Published on: 31st May 2020

Format: LCP-protected ePub

Size: 1 Mb

ISBN: 9781000071368


Sport and the Home Front

Contributes in significant and original ways to our understanding of the social and cultural history of the Second World War. It explores the complex and contested treatment of sport in government policy, media representations and the everyday lives of wartime citizens. Acknowledged as a core component of British culture, sport was also frequently criticised, marginalised and downplayed, existing in a constant state of tension between notions of normality and exceptionality, routine and disruption, the everyday and the extraordinary.

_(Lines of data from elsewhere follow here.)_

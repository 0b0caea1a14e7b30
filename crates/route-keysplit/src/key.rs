//! Encoding of replica markers into keys.
//!
//! Replica `n > 0` of `key` is stored under `key::n`. Replica 0 keeps the
//! unmodified key so unreplicated data stays reachable.

use std::borrow::Cow;

use hotkey_route::Request;

use crate::replica::ReplicaId;

/// Separator between the logical key and the replica index.
pub const REPLICA_SEPARATOR: &str = "::";

/// Maximum length of a key on the wire.
pub const MAX_KEY_LENGTH: usize = 255;

const fn decimal_digits(mut value: usize) -> usize {
    let mut digits = 1;
    while value >= 10 {
        value /= 10;
        digits += 1;
    }
    digits
}

/// Worst case number of bytes a replica marker adds for `replicas` replicas.
#[must_use]
pub const fn extra_key_space(replicas: usize) -> usize {
    REPLICA_SEPARATOR.len() + decimal_digits(replicas.saturating_sub(1))
}

/// Whether every replica key of `key` fits in [`MAX_KEY_LENGTH`].
#[must_use]
pub const fn can_augment(key: &str, replicas: usize) -> bool {
    key.len() + extra_key_space(replicas) <= MAX_KEY_LENGTH
}

/// Whether requests for `replica` use a rewritten key.
#[must_use]
pub const fn should_augment(replica: ReplicaId) -> bool {
    replica > 0
}

/// Appends the marker of `replica` to `key`.
#[must_use]
pub fn augment(key: &str, replica: ReplicaId) -> String {
    format!("{key}{REPLICA_SEPARATOR}{replica}")
}

/// The request as `replica` should receive it.
///
/// Borrows the original for the canonical replica and returns a rewritten
/// copy otherwise.
#[must_use]
pub fn replica_request(request: &Request, replica: ReplicaId) -> Cow<'_, Request> {
    if should_augment(replica) {
        Cow::Owned(request.with_key(augment(request.key(), replica)))
    } else {
        Cow::Borrowed(request)
    }
}

#[cfg(test)]
mod tests {
    use super::*;

    use crate::replica::{MAX_REPLICAS, MIN_REPLICAS};

    use proptest::prelude::*;

    #[test]
    fn test_extra_key_space() {
        assert_eq!(extra_key_space(2), 3);
        assert_eq!(extra_key_space(10), 3);
        assert_eq!(extra_key_space(11), 4);
        assert_eq!(extra_key_space(MAX_REPLICAS), 5);
    }

    #[test]
    fn test_can_augment_boundary() {
        let fits = "k".repeat(MAX_KEY_LENGTH - 3);
        let too_long = "k".repeat(MAX_KEY_LENGTH - 2);

        assert!(can_augment(&fits, 2));
        assert!(!can_augment(&too_long, 2));
        assert!(!can_augment(&fits, MAX_REPLICAS));
    }

    #[test]
    fn test_augment() {
        assert_eq!(augment("foo", 1), "foo::1");
        assert_eq!(augment("foo", 999), "foo::999");
    }

    #[test]
    fn test_replica_request() {
        let request = Request::get("foo");

        assert!(matches!(replica_request(&request, 0), Cow::Borrowed(_)));
        assert_eq!(replica_request(&request, 0).key(), "foo");
        assert_eq!(replica_request(&request, 12).key(), "foo::12");
        assert_eq!(request.key(), "foo");
    }

    proptest! {
        #[test]
        fn augmented_keys_never_exceed_limit(
            key in "[a-z:]{0,260}",
            replicas in MIN_REPLICAS..=MAX_REPLICAS,
        ) {
            if can_augment(&key, replicas) {
                for replica in [1, replicas / 2, replicas - 1] {
                    prop_assert!(augment(&key, replica).len() <= MAX_KEY_LENGTH);
                }
            }
        }
    }
}
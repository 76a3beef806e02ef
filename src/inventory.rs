//! Builds one immutable inventory snapshot per cycle: every container on
//! the target network, resolved into frontend descriptors, plus the raw
//! image list.

use futures_util::future::try_join_all;
use log::{debug, info};
use serde::Serialize;

use crate::error::{Error, Result};
use crate::frontend::{FrontendDescriptor, SslPolicy};
use crate::runtime::ContainerRuntime;
use crate::types::{ContainerRecord, ImageRecord};

/// Output of one builder run. Passed into the render pipeline and
/// discarded; never mutated.
#[derive(Debug, Clone, Serialize)]
pub struct InventorySnapshot {
    pub frontends: Vec<FrontendDescriptor>,
    pub containers: Vec<ContainerRecord>,
    pub images: Vec<ImageRecord>,
}

impl InventorySnapshot {
    pub fn publishable(&self) -> Vec<&FrontendDescriptor> {
        self.frontends.iter().filter(|f| f.publishable).collect()
    }
}

/// Query the runtime and assemble a snapshot for `network`.
///
/// Container details are fetched concurrently (one round trip each is the
/// dominant cost) and the result is stable-sorted by name so output
/// ordering never depends on completion order.
pub async fn fetch(
    runtime: &dyn ContainerRuntime,
    network: &str,
    ssl: SslPolicy,
) -> Result<InventorySnapshot> {
    let net = resolve_network(runtime, network).await?;

    let ids = runtime.inspect_network(&net).await?;
    debug!("Network {:?} has {} attached containers", network, ids.len());

    let mut containers: Vec<ContainerRecord> =
        try_join_all(ids.iter().map(|id| runtime.inspect_container(id))).await?;
    containers.sort_by(|a, b| a.name.cmp(&b.name).then_with(|| a.id.cmp(&b.id)));

    let frontends = containers
        .iter()
        .map(|c| FrontendDescriptor::from_record(c, network, ssl))
        .collect();

    let images = runtime.list_images().await?;

    info!(
        "Collected {} containers and {} images",
        containers.len(),
        images.len()
    );

    Ok(InventorySnapshot {
        frontends,
        containers,
        images,
    })
}

/// Resolve a network name to its id, insisting on exactly one exact match.
async fn resolve_network(runtime: &dyn ContainerRuntime, name: &str) -> Result<String> {
    let mut matches: Vec<_> = runtime
        .list_networks(name)
        .await?
        .into_iter()
        .filter(|n| n.name == name)
        .collect();

    match matches.len() {
        0 => Err(Error::NetworkNotFound(name.to_string())),
        1 => Ok(matches.remove(0).id),
        _ => Err(Error::AmbiguousNetwork(name.to_string())),
    }
}
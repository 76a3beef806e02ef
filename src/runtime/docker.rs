use std::collections::HashMap;
use std::time::Duration;

use async_trait::async_trait;
use bollard::container::{InspectContainerOptions, KillContainerOptions};
use bollard::image::ListImagesOptions;
use bollard::network::{InspectNetworkOptions, ListNetworksOptions};
use bollard::{Docker, API_DEFAULT_VERSION};
use futures_util::stream::StreamExt;
use log::{debug, error, info, warn};
use tokio::sync::mpsc;
use tokio::time::sleep;

use super::{ContainerRuntime, RuntimeVersion};
use crate::error::Result;
use crate::types::{ContainerRecord, ImageRecord, NetworkRef, PortSpec, RuntimeEvent};

const CONNECT_TIMEOUT_SECS: u64 = 120;
const RECONNECT_DELAY: Duration = Duration::from_secs(2);

pub struct DockerRuntime {
    docker: Docker,
}

impl DockerRuntime {
    /// Connect to the daemon at `url` (`unix://...` or `tcp://...`);
    /// anything else falls back to the platform defaults.
    pub fn connect(url: &str) -> Result<Self> {
        let docker = if url.starts_with("unix://") {
            Docker::connect_with_unix(url, CONNECT_TIMEOUT_SECS, API_DEFAULT_VERSION)?
        } else if url.starts_with("tcp://") || url.starts_with("http://") {
            Docker::connect_with_http(url, CONNECT_TIMEOUT_SECS, API_DEFAULT_VERSION)?
        } else {
            Docker::connect_with_local_defaults()?
        };
        Ok(Self { docker })
    }
}

#[async_trait]
impl ContainerRuntime for DockerRuntime {
    async fn version(&self) -> Result<RuntimeVersion> {
        let v = self.docker.version().await?;
        Ok(RuntimeVersion {
            version: v.version.unwrap_or_default(),
            api_version: v.api_version.unwrap_or_default(),
        })
    }

    async fn list_networks(&self, name: &str) -> Result<Vec<NetworkRef>> {
        let filters: HashMap<String, Vec<String>> =
            [("name".to_string(), vec![name.to_string()])].into();
        let networks = self
            .docker
            .list_networks(Some(ListNetworksOptions { filters }))
            .await?;

        Ok(networks
            .into_iter()
            .filter_map(|n| match (n.id, n.name) {
                (Some(id), Some(name)) => Some(NetworkRef { id, name }),
                _ => None,
            })
            .collect())
    }

    async fn inspect_network(&self, id: &str) -> Result<Vec<String>> {
        let network = self
            .docker
            .inspect_network(id, None::<InspectNetworkOptions<String>>)
            .await?;

        Ok(network
            .containers
            .map(|c| c.into_keys().collect())
            .unwrap_or_default())
    }

    async fn inspect_container(&self, id: &str) -> Result<ContainerRecord> {
        let detail = self
            .docker
            .inspect_container(id, None::<InspectContainerOptions>)
            .await?;

        let id = detail.id.unwrap_or_default();
        let name = detail
            .name
            .as_deref()
            .map(|n| n.trim_start_matches('/').to_string())
            .filter(|n| !n.is_empty())
            .unwrap_or_else(|| id.clone());

        // Last entry wins on duplicate keys, which HashMap::insert gives us.
        let mut env = HashMap::new();
        if let Some(vars) = detail.config.and_then(|c| c.env) {
            for var in vars {
                if let Some((k, v)) = var.split_once('=') {
                    env.insert(k.to_string(), v.to_string());
                }
            }
        }

        let mut networks = HashMap::new();
        let mut ports = Vec::new();
        if let Some(settings) = detail.network_settings {
            for (net_name, endpoint) in settings.networks.unwrap_or_default() {
                if let Some(ip) = endpoint.ip_address.filter(|ip| !ip.is_empty()) {
                    // Some API versions report the address with a CIDR suffix.
                    let ip = ip.split('/').next().unwrap_or(&ip).to_string();
                    networks.insert(net_name, ip);
                }
            }
            for (key, bindings) in settings.ports.unwrap_or_default() {
                let (port, proto) = match key.split_once('/') {
                    Some((p, proto)) => (p.to_string(), proto.to_string()),
                    None => (key, "tcp".to_string()),
                };
                let binding = bindings.and_then(|b| b.into_iter().next());
                ports.push(PortSpec {
                    port,
                    proto,
                    host_ip: binding.as_ref().and_then(|b| b.host_ip.clone()),
                    host_port: binding.and_then(|b| b.host_port),
                });
            }
        }

        Ok(ContainerRecord {
            id,
            name,
            env,
            networks,
            ports,
        })
    }

    async fn list_images(&self) -> Result<Vec<ImageRecord>> {
        let images = self
            .docker
            .list_images(Some(ListImagesOptions::<String>::default()))
            .await?;

        Ok(images
            .into_iter()
            .map(|i| ImageRecord {
                id: i.id,
                tags: i.repo_tags,
            })
            .collect())
    }

    async fn kill(&self, target: &str, signal: &str) -> Result<()> {
        self.docker
            .kill_container(target, Some(KillContainerOptions { signal }))
            .await?;
        Ok(())
    }

    async fn events(&self, tx: mpsc::UnboundedSender<RuntimeEvent>) -> Result<()> {
        loop {
            let mut stream = self.docker.events::<String>(None);
            info!("Listening for runtime events...");

            while let Some(msg) = stream.next().await {
                match msg {
                    Ok(event) => {
                        let ev = RuntimeEvent {
                            kind: event.typ.map(|t| t.to_string()).unwrap_or_default(),
                            action: event.action.unwrap_or_default(),
                            subject: event
                                .actor
                                .and_then(|a| a.id)
                                .unwrap_or_default(),
                        };
                        debug!("Runtime event: {} {}", ev.kind, ev.action);
                        if tx.send(ev).is_err() {
                            // Consumer is gone; we are shutting down.
                            return Ok(());
                        }
                    }
                    Err(e) => {
                        error!("Error in runtime event stream: {}", e);
                        break;
                    }
                }
            }

            if tx.is_closed() {
                return Ok(());
            }
            warn!(
                "Runtime event stream ended, reconnecting in {:?}...",
                RECONNECT_DELAY
            );
            sleep(RECONNECT_DELAY).await;
        }
    }
}
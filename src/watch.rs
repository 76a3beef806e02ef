//! The reconciliation loop: consume runtime events, coalesce bursts, and
//! re-run the build cycle once the burst settles.
//!
//! The loop is the sole owner of all debounce state. Events arrive from a
//! producer task through an unbounded channel, so enqueueing never blocks
//! on an in-progress build; anything that arrives mid-build is drained on
//! the next idle pass.

use std::collections::HashSet;
use std::path::PathBuf;
use std::sync::Arc;
use std::time::Duration;

use async_trait::async_trait;
use log::{debug, error, info};
use tokio::sync::mpsc;
use tokio::time::{timeout_at, Instant};

use crate::error::Result;
use crate::frontend::SslPolicy;
use crate::inventory;
use crate::notify::{self, Notification};
use crate::render::{Output, Renderer};
use crate::runtime::ContainerRuntime;
use crate::types::RuntimeEvent;

/// Container actions that mark the inventory dirty.
pub const DEFAULT_ACTIONS: &[&str] = &[
    "create", "destroy", "die", "kill", "oom", "pause", "restart", "start", "stop", "unpause",
];

const CONTAINER_EVENT: &str = "container";

/// One full inventory -> render -> notify pass.
#[async_trait]
pub trait BuildCycle: Send {
    async fn build(&mut self) -> Result<()>;
}

/// The production cycle behind `generate`.
pub struct GenerateCycle {
    pub runtime: Arc<dyn ContainerRuntime>,
    pub network: String,
    pub template: PathBuf,
    pub output: Output,
    pub renderer: Renderer,
    pub notifications: Vec<Notification>,
    pub ssl: SslPolicy,
}

#[async_trait]
impl BuildCycle for GenerateCycle {
    async fn build(&mut self) -> Result<()> {
        let snapshot = inventory::fetch(self.runtime.as_ref(), &self.network, self.ssl).await?;
        self.renderer
            .render_to(&self.template, &snapshot, &self.network, &self.output)?;
        // Only a committed render may notify anyone.
        notify::dispatch(self.runtime.as_ref(), &self.notifications).await;
        Ok(())
    }
}

pub struct ReconcileLoop<B> {
    rx: mpsc::UnboundedReceiver<RuntimeEvent>,
    settle: Duration,
    actions: HashSet<String>,
    cycle: B,
}

impl<B: BuildCycle> ReconcileLoop<B> {
    pub fn new(
        rx: mpsc::UnboundedReceiver<RuntimeEvent>,
        settle: Duration,
        actions: HashSet<String>,
        cycle: B,
    ) -> Self {
        Self {
            rx,
            settle,
            actions,
            cycle,
        }
    }

    fn relevant(&self, event: &RuntimeEvent) -> bool {
        event.kind == CONTAINER_EVENT && self.actions.contains(&event.action)
    }

    /// Run one startup build, then watch until the event channel closes.
    ///
    /// The startup build's error propagates (bad configuration must kill
    /// the process before the watch begins); later rebuild failures are
    /// reported and the loop keeps watching with the previous artifact
    /// left in place.
    pub async fn run(&mut self) -> Result<()> {
        self.cycle.build().await?;

        loop {
            // Idle: wait for the first relevant event since the last build.
            let event = match self.rx.recv().await {
                Some(event) => event,
                None => break,
            };
            if !self.relevant(&event) {
                continue;
            }
            debug!("Received container event {} for {}", event.action, event.subject);

            // Settling: every further relevant event slides the deadline.
            let mut deadline = Instant::now() + self.settle;
            loop {
                match timeout_at(deadline, self.rx.recv()).await {
                    Err(_) => break,
                    Ok(None) => return Ok(()),
                    Ok(Some(event)) if self.relevant(&event) => {
                        debug!("Received container event {} for {}", event.action, event.subject);
                        deadline = Instant::now() + self.settle;
                    }
                    // Irrelevant events neither arm nor extend the window.
                    Ok(Some(_)) => {}
                }
            }

            info!("Events settled after {:?}, updating", self.settle);
            if let Err(e) = self.cycle.build().await {
                error!("Build cycle failed, keeping previous output: {}", e);
            }
        }

        info!("Event stream closed, stopping watch");
        Ok(())
    }
}
use figment::{
    providers::{Env, Format, Json, Serialized, Toml},
    Figment,
};
use serde::{Deserialize, Serialize};

use crate::frontend::SslPolicy;
use crate::watch;

/// Layered configuration: defaults, then `concierge.toml`,
/// `concierge.json` and `CONCIERGE_`-prefixed environment variables.
/// Command-line flags override whatever was loaded.
#[derive(Debug, Clone, Deserialize, Serialize)]
pub struct Config {
    /// Url used to connect to the docker server.
    pub url: String,
    /// Frontend network name.
    pub network: String,
    /// Settle window in seconds for watch mode.
    pub timeout: u64,
    /// Container actions that mark the inventory dirty.
    pub events: Vec<String>,
    /// Value templates see as each frontend's `ssl` field.
    pub ssl_policy: SslPolicy,
    /// Fail renders on undefined template variables.
    pub strict_templates: bool,
}

impl Default for Config {
    fn default() -> Self {
        Self {
            url: "unix:///var/run/docker.sock".into(),
            network: "frontnet".into(),
            timeout: 5,
            events: watch::DEFAULT_ACTIONS.iter().map(|s| s.to_string()).collect(),
            ssl_policy: SslPolicy::default(),
            strict_templates: false,
        }
    }
}

impl Config {
    pub fn load() -> anyhow::Result<Self> {
        Figment::from(Serialized::defaults(Config::default()))
            .merge(Toml::file("concierge.toml"))
            .merge(Json::file("concierge.json"))
            .merge(Env::prefixed("CONCIERGE_"))
            .extract()
            .map_err(|e| anyhow::anyhow!("Failed to load configuration: {}", e))
    }
}
use async_trait::async_trait;
use tokio::sync::mpsc;

use crate::error::Result;
use crate::types::{ContainerRecord, ImageRecord, NetworkRef, RuntimeEvent};

pub mod docker;
pub use docker::DockerRuntime;

#[cfg(test)]
pub mod mock;

/// Version facts reported by the runtime daemon.
#[derive(Debug, Clone)]
pub struct RuntimeVersion {
    pub version: String,
    pub api_version: String,
}

/// The container runtime, as far as the generator is concerned.
///
/// One implementation talks to Docker; tests use an in-memory double.
/// Failures surface as [`crate::error::Error::RuntimeUnavailable`] and are
/// never retried here -- retry policy belongs to the caller.
#[async_trait]
pub trait ContainerRuntime: Send + Sync {
    async fn version(&self) -> Result<RuntimeVersion>;

    /// Networks whose name matches `name` (the runtime filter is a
    /// substring match; callers must still compare exactly).
    async fn list_networks(&self, name: &str) -> Result<Vec<NetworkRef>>;

    /// Ids of the containers attached to a network.
    async fn inspect_network(&self, id: &str) -> Result<Vec<String>>;

    async fn inspect_container(&self, id: &str) -> Result<ContainerRecord>;

    async fn list_images(&self) -> Result<Vec<ImageRecord>>;

    /// Deliver a signal to a container. `signal` is either a symbolic
    /// name (`HUP`) or a decimal number.
    async fn kill(&self, target: &str, signal: &str) -> Result<()>;

    /// Subscribe to the runtime's event stream, forwarding every event
    /// into `tx` until the channel closes. Long-lived; run on its own
    /// task. Must reconnect on transient stream failures rather than
    /// returning.
    async fn events(&self, tx: mpsc::UnboundedSender<RuntimeEvent>) -> Result<()>;
}
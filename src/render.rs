//! Feeds an inventory snapshot through a template and commits the result.
//!
//! The template file is re-read on every cycle so edits take effect
//! without a restart. Rendering always goes to an in-memory buffer first;
//! the destination is only touched after the whole render succeeded, so a
//! bad cycle can never clobber a previously good artifact.

use std::fs;
use std::io::{self, Write};
use std::path::{Path, PathBuf};

use log::info;
use minijinja::value::ViaDeserialize;
use minijinja::{context, Environment, UndefinedBehavior};

use crate::error::Result;
use crate::frontend;
use crate::inventory::InventorySnapshot;
use crate::types::ContainerRecord;

/// Where a committed artifact goes.
#[derive(Debug, Clone)]
pub enum Output {
    Stdout,
    File(PathBuf),
}

pub struct Renderer {
    env: Environment<'static>,
}

impl Renderer {
    /// Build the template environment. This is the only process-wide
    /// template state: undefined-variable behavior and the filter set.
    pub fn new(strict: bool) -> Self {
        let mut env = Environment::new();
        env.set_undefined_behavior(if strict {
            UndefinedBehavior::Strict
        } else {
            UndefinedBehavior::Lenient
        });
        env.add_filter("port", filter_port);
        env.add_filter("env", filter_env);
        env.add_filter("exposed_addr", filter_exposed_addr);
        env.add_filter("public_local_ports", filter_public_local_ports);
        env.add_filter("name_and_port", filter_name_and_port);
        Self { env }
    }

    /// Render `template_path` against a snapshot. Only publishable
    /// frontends are handed to the template.
    pub fn render(
        &self,
        template_path: &Path,
        snapshot: &InventorySnapshot,
        network: &str,
    ) -> Result<String> {
        let source = fs::read_to_string(template_path)?;
        let ctx = context! {
            fcs => snapshot.publishable(),
            containers => snapshot.containers,
            images => snapshot.images,
            network => network,
        };
        Ok(self.env.render_str(&source, ctx)?)
    }

    /// Render and, on success, commit to the output in one write.
    pub fn render_to(
        &self,
        template_path: &Path,
        snapshot: &InventorySnapshot,
        network: &str,
        output: &Output,
    ) -> Result<()> {
        let artifact = self.render(template_path, snapshot, network)?;
        info!("Successfully rendered template {}", template_path.display());
        commit(&artifact, output)?;
        Ok(())
    }
}

fn commit(artifact: &str, output: &Output) -> Result<()> {
    match output {
        Output::File(path) => {
            fs::write(path, artifact)?;
            info!("Wrote {}", path.display());
        }
        Output::Stdout => {
            io::stdout().write_all(artifact.as_bytes())?;
            info!("Wrote to stdout");
        }
    }
    Ok(())
}

// Filters are pure functions over a raw container record, so templates
// iterating `containers` can do their own address math.

fn filter_port(record: ViaDeserialize<ContainerRecord>) -> Option<String> {
    frontend::resolve_port(&record)
}

fn filter_env(record: ViaDeserialize<ContainerRecord>, key: String) -> Option<String> {
    record.env_var(&key).map(str::to_string)
}

fn filter_exposed_addr(
    record: ViaDeserialize<ContainerRecord>,
    network: String,
) -> Option<String> {
    let ip = record.ip_on(&network)?;
    let port = frontend::resolve_port(&record)?;
    Some(format!("{}:{}", ip, port))
}

fn filter_public_local_ports(record: ViaDeserialize<ContainerRecord>) -> Vec<String> {
    frontend::public_local_ports(&record)
}

fn filter_name_and_port(record: ViaDeserialize<ContainerRecord>) -> Option<String> {
    let port = frontend::resolve_port(&record)?;
    Some(format!("{}:{}", record.name, port))
}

The author argues that sport played an important, yet hitherto neglected, role in maintaining the morale of the British people and providing a reassuring sense of familiarity at a time of mass anxiety and threat. Through the conflict, sport became increasingly regarded as characteristic of Britishness; a symbol of the ‘ordinary’ everyday lives in defence of which the war was being fought. Utilised to support the welfare of war workers, the entertainment of service personnel at home and abroad and the character formation of schoolchildren and young citizens, sport permeated wartime culture, contributing to new ways in which the British imagined the past, present and future.

Using a wide range of personal and public records – from diary writing and club minute books to government archives – this book breaks new ground in both the history of the British home front and the history of sport.